During graduate school at Stanford University, Meyers studied evolutionary biology, which led her to study how populations change over time, how to build mathematical models to understand those changes in population and the evolutionary dynamics of viruses.
After graduating with a doctorate in biological sciences, she conducted her postdoctoral research at Emory University, just down the street from the CDC.
At the CDC’s request, Meyers started researching various statistical models that could be used to find pressure points of outbreaks, in order to more effectively stop walking pneumonia in nursing homes.
“This was the first time I got deep into the weeds of the math of stopping an outbreak,” she said.
When she started teaching at the University of Texas at Austin, the British Columbia Centre for Disease Control asked for help in modeling the SARS virus.
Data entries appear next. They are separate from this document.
use std::{
    fs::File,
    io::Read,
    path::{Path, PathBuf},
    str::FromStr,
};

use csv::StringRecord;
use miette::Diagnostic;
use thiserror::Error;

use crate::{WeatherDataset, WeatherRecord};

const FIELDS: usize = 3;

#[derive(Debug, Error, Diagnostic)]
pub enum LoadError {
    #[error("Could not open `{}`", path.display())]
    #[diagnostic(code(weather::load::source_unavailable))]
    SourceUnavailable {
        path: PathBuf,
        #[source]
        source: std::io::Error,
    },
    #[error("Malformed row on line {line}: {reason}")]
    #[diagnostic(
        code(weather::load::malformed_row),
        help("each row should read `date,min,max` with integer temperatures")
    )]
    MalformedRow { line: u64, reason: String },
    #[error(transparent)]
    #[diagnostic(code(weather::load::csv))]
    Csv(#[from] csv::Error),
}

impl WeatherDataset {
    /// Reads a `date,min,max` CSV file. The first row is a header and is
    /// ignored, blank rows are skipped.
    pub fn load(path: impl AsRef<Path>) -> Result<Self, LoadError> {
        let path = path.as_ref();
        let file = File::open(path).map_err(|source| LoadError::SourceUnavailable {
            path: path.to_path_buf(),
            source,
        })?;
        Self::from_reader(file)
    }

    pub fn from_reader(reader: impl Read) -> Result<Self, LoadError> {
        let mut reader = csv::ReaderBuilder::new()
            .has_headers(true)
            // field count is checked per row to report it as a malformed row
            .flexible(true)
            .from_reader(reader);

        let mut records = Vec::new();
        for row in reader.records() {
            let row = row?;
            if is_blank(&row) {
                continue;
            }
            records.push(WeatherRecord::parse(&row)?);
        }

        Ok(Self::new(records))
    }
}

impl FromStr for WeatherDataset {
    type Err = LoadError;

    fn from_str(s: &str) -> Result<Self, Self::Err> {
        Self::from_reader(s.as_bytes())
    }
}

impl WeatherRecord {
    fn parse(row: &StringRecord) -> Result<Self, LoadError> {
        let line = row.position().map_or(0, |position| position.line());
        let malformed = |reason: String| LoadError::MalformedRow { line, reason };

        if row.len() != FIELDS {
            return Err(malformed(format!(
                "expected {FIELDS} fields, found {}",
                row.len()
            )));
        }

        let temperature = |index: usize, name: &str| {
            let field = &row[index];
            field
                .trim()
                .parse::<i32>()
                .map_err(|e| malformed(format!("{name} temperature `{field}`: {e}")))
        };

        Ok(Self {
            date: row[0].to_string(),
            min_temp_f: temperature(1, "min")?,
            max_temp_f: temperature(2, "max")?,
        })
    }
}

fn is_blank(row: &StringRecord) -> bool {
    row.len() <= 1 && row.iter().all(|field| field.trim().is_empty())
}
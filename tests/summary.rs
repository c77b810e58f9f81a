use std::io::Write;
use std::path::Path;

use tempfile::NamedTempFile;
use weather::{
    generate_daily_summary, generate_summary, Error, LoadError, StatsError, SummaryError,
    WeatherDataset,
};

fn create_temp_csv(content: &str) -> NamedTempFile {
    let mut temp_file = NamedTempFile::new().unwrap();
    write!(temp_file, "{}", content).unwrap();
    temp_file
}

fn report(path: &Path) -> Result<String, Error> {
    let dataset = WeatherDataset::load(path)?;
    let overview = generate_summary(&dataset)?;
    let daily = generate_daily_summary(&dataset)?;
    Ok(format!("{overview}\n{daily}"))
}

#[test]
fn full_report_from_file() {
    let file = create_temp_csv(
        "date,min,max\n\
         2021-07-02T07:00:00+08:00,49,67\n\
         2021-07-03T07:00:00+08:00,57,68\n\
         2021-07-04T07:00:00+08:00,56,62\n\
         2021-07-05T07:00:00+08:00,55,61\n\
         2021-07-06T07:00:00+08:00,53,62\n",
    );

    assert_eq!(
        report(file.path()).unwrap(),
        "5 Day Overview\n  \
         The lowest temperature will be 9.4°C, and will occur on Friday 02 July 2021.\n  \
         The highest temperature will be 20.0°C, and will occur on Saturday 03 July 2021.\n  \
         The average low this week is 12.2°C.\n  \
         The average high this week is 17.8°C.\n\
         \n\
         ---- Friday 02 July 2021 ----\n  \
         Minimum Temperature: 9.4°C\n  \
         Maximum Temperature: 19.4°C\n\
         \n\
         ---- Saturday 03 July 2021 ----\n  \
         Minimum Temperature: 13.9°C\n  \
         Maximum Temperature: 20.0°C\n\
         \n\
         ---- Sunday 04 July 2021 ----\n  \
         Minimum Temperature: 13.3°C\n  \
         Maximum Temperature: 16.7°C\n\
         \n\
         ---- Monday 05 July 2021 ----\n  \
         Minimum Temperature: 12.8°C\n  \
         Maximum Temperature: 16.1°C\n\
         \n\
         ---- Tuesday 06 July 2021 ----\n  \
         Minimum Temperature: 11.7°C\n  \
         Maximum Temperature: 16.7°C\n\
         \n"
    );
}

#[test]
fn blank_rows_do_not_count_as_days() {
    let file = create_temp_csv("date,min,max\n2021-07-05,34,57\n\n2021-07-06,38,62\n\n");
    let dataset = WeatherDataset::load(file.path()).unwrap();
    assert_eq!(dataset.len(), 2);
    assert!(generate_summary(&dataset)
        .unwrap()
        .starts_with("2 Day Overview\n"));
}

#[test]
fn header_only_file_fails_on_overview() {
    let file = create_temp_csv("date,min,max\n");
    let err = report(file.path()).unwrap_err();
    assert!(
        matches!(err, Error::Summary(SummaryError::Stats(StatsError::EmptyInput))),
        "{err:?}"
    );
}

#[test]
fn short_row_fails_to_load() {
    let file = create_temp_csv("date,min,max\n2021-07-05,34\n");
    let err = report(file.path()).unwrap_err();
    assert!(
        matches!(err, Error::Load(LoadError::MalformedRow { line: 2, .. })),
        "{err:?}"
    );
}

#[test]
fn missing_file_is_reported() {
    let dir = tempfile::tempdir().unwrap();
    let err = report(&dir.path().join("missing.csv")).unwrap_err();
    assert!(
        matches!(err, Error::Load(LoadError::SourceUnavailable { .. })),
        "{err:?}"
    );
}
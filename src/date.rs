use miette::Diagnostic;
use thiserror::Error;
use time::{
    format_description::well_known::Rfc3339, macros::format_description, Date, OffsetDateTime,
    PrimitiveDateTime,
};

#[derive(Debug, Error, Diagnostic)]
pub enum DateError {
    #[error("Invalid ISO date: `{input}`")]
    #[diagnostic(
        code(weather::date::invalid),
        help("dates are expected as YYYY-MM-DD")
    )]
    Invalid { input: String },
    #[error(transparent)]
    #[diagnostic(code(weather::date::format))]
    Format(#[from] time::error::Format),
}

/// Parses a calendar date. A trailing time of day (with or without an
/// offset) is accepted and dropped.
pub fn parse_iso_date(input: &str) -> Result<Date, DateError> {
    let input = input.trim();
    if let Ok(date) = Date::parse(input, format_description!("[year]-[month]-[day]")) {
        return Ok(date);
    }
    if let Ok(datetime) = OffsetDateTime::parse(input, &Rfc3339) {
        return Ok(datetime.date());
    }
    if let Ok(datetime) = PrimitiveDateTime::parse(
        input,
        format_description!("[year]-[month]-[day]T[hour]:[minute]:[second]"),
    ) {
        return Ok(datetime.date());
    }
    Err(DateError::Invalid {
        input: input.to_string(),
    })
}

/// Turns `2021-07-06` into `Tuesday 06 July 2021`.
pub fn convert_date(iso_string: &str) -> Result<String, DateError> {
    let date = parse_iso_date(iso_string)?;
    // `time` only knows English names, whatever the host locale.
    Ok(date.format(format_description!(
        "[weekday] [day] [month repr:long] [year]"
    ))?)
}
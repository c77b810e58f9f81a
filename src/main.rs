use miette::miette;
use weather::{generate_daily_summary, generate_summary, WeatherDataset};

fn main() -> miette::Result<()> {
    env_logger::init();

    let file = std::env::args()
        .nth(1)
        .ok_or_else(|| miette!(help = "weather-summary <file.csv>", "Missing filename"))?;
    log::info!("opening {file}");

    let dataset = WeatherDataset::load(&file)?;
    log::debug!("loaded {} days from {file}", dataset.len());

    let overview = generate_summary(&dataset)?;
    let daily = generate_daily_summary(&dataset)?;

    print!("{overview}\n{daily}");

    Ok(())
}
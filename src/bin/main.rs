use std::thread;

use anyhow::Context;
use hexapod_kinematics::robot::config::MechanismConfig;
use hexapod_kinematics::tasks::{motion_task::MotionTask, render_task::LogRenderer};
use log::info;

const USAGE: &str = "usage: hexapod_kinematics [FRAMES] [--realtime]";

fn main() -> anyhow::Result<()> {
    env_logger::init();

    let mut config = MechanismConfig::default();
    let mut realtime = false;
    let mut frames = None;

    for arg in std::env::args().skip(1) {
        match arg.as_str() {
            "--realtime" => realtime = true,
            "-h" | "--help" => {
                println!("{USAGE}");
                return Ok(());
            }
            n => {
                let n: u32 = n
                    .parse()
                    .with_context(|| format!("invalid frame count {n:?}\n{USAGE}"))?;
                frames = Some(n);
            }
        }
    }
    if let Some(n) = frames {
        config = config.with_num_frames(n);
    }

    info!("Starting hexapod simulation...");
    let mut task = MotionTask::new(&config, LogRenderer::new());
    for _ in 0..config.num_frames {
        match task.step() {
            Ok(()) => {}
            Err(never) => match never {},
        }
        if realtime {
            thread::sleep(config.frame_interval);
        }
    }
    info!("Drew {} frames", task.renderer().frames_drawn());

    Ok(())
}
//! Kinematics of the hexapod legs and the tripod gait.
//!
//! This module provides the mathematical routines of the mechanism:
//!
//! - [`leg_model`] holds the mount layout and joint state, and computes leg
//!   polylines, end effector positions and the hip Jacobian.
//! - [`gait_engine`] turns a phase value into the joint angles of all six legs.
//!
//! Used by the motion task to advance and snapshot the mechanism every frame.
pub mod gait_engine;
pub mod leg_model;
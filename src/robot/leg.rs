use core::fmt::Display;
use core::ops::{Index, IndexMut};

use crate::error::KinematicsError;

pub const LEG_COUNT: usize = 6;

/// Stable leg index. Leg `i` is mounted at `i * 60°` around the body.
#[derive(Debug, Clone, Copy, PartialEq, Eq, Hash, PartialOrd, Ord)]
pub enum LegId {
    MiddleRight = 0,
    RearRight = 1,
    RearLeft = 2,
    MiddleLeft = 3,
    FrontLeft = 4,
    FrontRight = 5,
}

/// The two alternating tripods. Each group swings while the other supports.
#[derive(Debug, Clone, Copy, PartialEq, Eq)]
pub enum TripodGroup {
    A,
    B,
}

impl LegId {
    pub const ALL: [LegId; LEG_COUNT] = [
        LegId::MiddleRight,
        LegId::RearRight,
        LegId::RearLeft,
        LegId::MiddleLeft,
        LegId::FrontLeft,
        LegId::FrontRight,
    ];

    pub const fn index(self) -> usize {
        self as usize
    }

    pub const fn group(self) -> TripodGroup {
        match self {
            LegId::MiddleRight | LegId::RearRight | LegId::RearLeft => TripodGroup::A,
            LegId::MiddleLeft | LegId::FrontLeft | LegId::FrontRight => TripodGroup::B,
        }
    }
}

impl Display for LegId {
    fn fmt(&self, f: &mut core::fmt::Formatter<'_>) -> core::fmt::Result {
        match self {
            LegId::MiddleRight => f.write_str("Middle right"),
            LegId::RearRight => f.write_str("Rear right"),
            LegId::RearLeft => f.write_str("Rear left"),
            LegId::MiddleLeft => f.write_str("Middle left"),
            LegId::FrontLeft => f.write_str("Front left"),
            LegId::FrontRight => f.write_str("Front right"),
        }
    }
}

impl TryFrom<usize> for LegId {
    type Error = KinematicsError;

    fn try_from(value: usize) -> Result<Self, Self::Error> {
        LegId::ALL
            .get(value)
            .copied()
            .ok_or(KinematicsError::InvalidLegIndex { index: value })
    }
}

impl<T> Index<LegId> for [T; LEG_COUNT] {
    type Output = T;

    fn index(&self, leg: LegId) -> &Self::Output {
        &self[leg as usize]
    }
}

impl<T> IndexMut<LegId> for [T; LEG_COUNT] {
    fn index_mut(&mut self, leg: LegId) -> &mut Self::Output {
        &mut self[leg as usize]
    }
}

#[cfg(test)]
mod tests {
    use super::*;

    #[test]
    fn try_from_round_trips_every_index() {
        for (i, leg) in LegId::ALL.iter().enumerate() {
            assert_eq!(LegId::try_from(i), Ok(*leg));
            assert_eq!(leg.index(), i);
        }
    }

    #[test]
    fn try_from_rejects_out_of_range() {
        assert_eq!(
            LegId::try_from(6),
            Err(KinematicsError::InvalidLegIndex { index: 6 })
        );
        assert!(LegId::try_from(usize::MAX).is_err());
    }

    #[test]
    fn tripods_split_three_and_three() {
        let a = LegId::ALL
            .iter()
            .filter(|leg| leg.group() == TripodGroup::A)
            .count();
        assert_eq!(a, 3);
        assert_eq!(LegId::MiddleRight.group(), TripodGroup::A);
        assert_eq!(LegId::FrontRight.group(), TripodGroup::B);
    }

    #[test]
    fn array_indexing_by_leg() {
        let mut angles = [0.0_f64; LEG_COUNT];
        angles[LegId::FrontLeft] = 1.5;
        assert_eq!(angles[4], 1.5);
        assert_eq!(angles[LegId::FrontLeft], 1.5);
    }

    #[test]
    fn display_names() {
        assert_eq!(LegId::RearLeft.to_string(), "Rear left");
    }
}
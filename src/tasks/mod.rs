//! Frame-driven tasks around the kinematic core.
//!
//! - [`clock`]: Frame counter that produces the gait phase.
//! - [`motion_task`]: Ticks the leg model once per frame and snapshots it.
//! - [`render_task`]: The [`render_task::Renderer`] seam owned by the host, plus
//!   headless renderers.
//!
//! Nothing here draws or sleeps; pacing belongs to the binary or the host.
pub mod clock;
pub mod motion_task;
pub mod render_task;
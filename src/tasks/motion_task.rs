//! High-level motion task for the hexapod.
//!
//! Owns the leg model and the frame clock. Each step converts the current frame
//! into a gait phase, writes the gait angles into the model, snapshots the
//! resulting geometry and hands it to the host's renderer.
use log::{debug, info};

use super::{clock::FrameClock, render_task::Renderer};
use crate::kinematics::leg_model::LegModel;
use crate::robot::{config::MechanismConfig, snapshot::FrameSnapshot};

pub struct MotionTask<R> {
    model: LegModel,
    clock: FrameClock,
    renderer: R,
}

impl<R: Renderer> MotionTask<R> {
    pub fn new(config: &MechanismConfig, renderer: R) -> Self {
        info!(
            "[MOTION_TASK] body radius {} leg length {} over {} frames",
            config.body_radius, config.leg_length, config.num_frames
        );
        Self {
            model: LegModel::from_config(config),
            clock: FrameClock::new(config.num_frames),
            renderer,
        }
    }

    pub fn model(&self) -> &LegModel {
        &self.model
    }

    pub fn clock(&self) -> &FrameClock {
        &self.clock
    }

    pub fn renderer(&self) -> &R {
        &self.renderer
    }

    pub fn into_renderer(self) -> R {
        self.renderer
    }

    /// Tick the model at the current frame without drawing.
    pub fn update(&mut self) -> FrameSnapshot {
        let phase = self.clock.phase();
        self.model.tick(phase);
        self.model.snapshot(self.clock.title(), phase)
    }

    /// One full frame: tick, draw, advance the clock.
    pub fn step(&mut self) -> Result<(), R::Error> {
        let snapshot = self.update();
        self.renderer.draw(snapshot)?;
        if self.clock.advance() {
            debug!("[MOTION_TASK] animation wrapped");
        }
        Ok(())
    }

    pub fn run(&mut self, frames: u32) -> Result<(), R::Error> {
        for _ in 0..frames {
            self.step()?;
        }
        Ok(())
    }
}

#[cfg(test)]
mod tests {
    use super::*;
    use crate::kinematics::gait_engine::gait_angles;
    use crate::tasks::render_task::RecordingRenderer;

    #[test]
    fn step_draws_one_snapshot_per_frame() {
        let config = MechanismConfig::default().with_num_frames(10);
        let mut task = MotionTask::new(&config, RecordingRenderer::default());
        task.run(4).unwrap();

        let frames = &task.renderer().frames;
        assert_eq!(frames.len(), 4);
        assert_eq!(frames[0].title, "Frame 1/10");
        assert_eq!(frames[3].title, "Frame 4/10");
        assert_eq!(frames[3].phase, 0.3);
        assert_eq!(task.clock().frame(), 4);
    }

    #[test]
    fn model_holds_gait_angles_of_last_drawn_frame() {
        let config = MechanismConfig::default().with_num_frames(5);
        let mut task = MotionTask::new(&config, RecordingRenderer::default());
        task.run(3).unwrap();

        let expected = gait_angles(2.0 / 5.0);
        assert_eq!(task.model().hip_angles(), &expected.hip);
        assert_eq!(task.model().knee_angles(), &expected.knee);
    }

    #[test]
    fn snapshot_matches_model_queries() {
        let mut task = MotionTask::new(&MechanismConfig::default(), RecordingRenderer::default());
        let snapshot = task.update();
        assert_eq!(snapshot.end_effectors, task.model().end_effector_positions());
        assert_eq!(snapshot.jacobian, task.model().jacobian());
        assert_eq!(snapshot.body_outline, task.model().body_outline());
    }

    #[test]
    fn renderer_can_be_borrowed() {
        let mut recorder = RecordingRenderer::default();
        {
            let mut task = MotionTask::new(&MechanismConfig::default(), &mut recorder);
            task.run(2).unwrap();
        }
        assert_eq!(recorder.frames.len(), 2);
    }
}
She has since developed models for H1N1, Ebola and the Zika virus.
Researchers like Meyers have spent years preparing for an influenza outbreak, so the new and unknown strain of the coronavirus has left epidemiologists and medical professionals in uncharted territory.
Meyers said it has been a stressful time for her and her team, with many long hours for the past several months.
“Even though I have studied pandemics for the last 20 years, this is much more of a personal and global threat than anything I’ve ever been through,” she said. “I feel much more responsibility to bring scientific data to decision makers so they have as much knowledge as possible when they are making decisions to protect us.”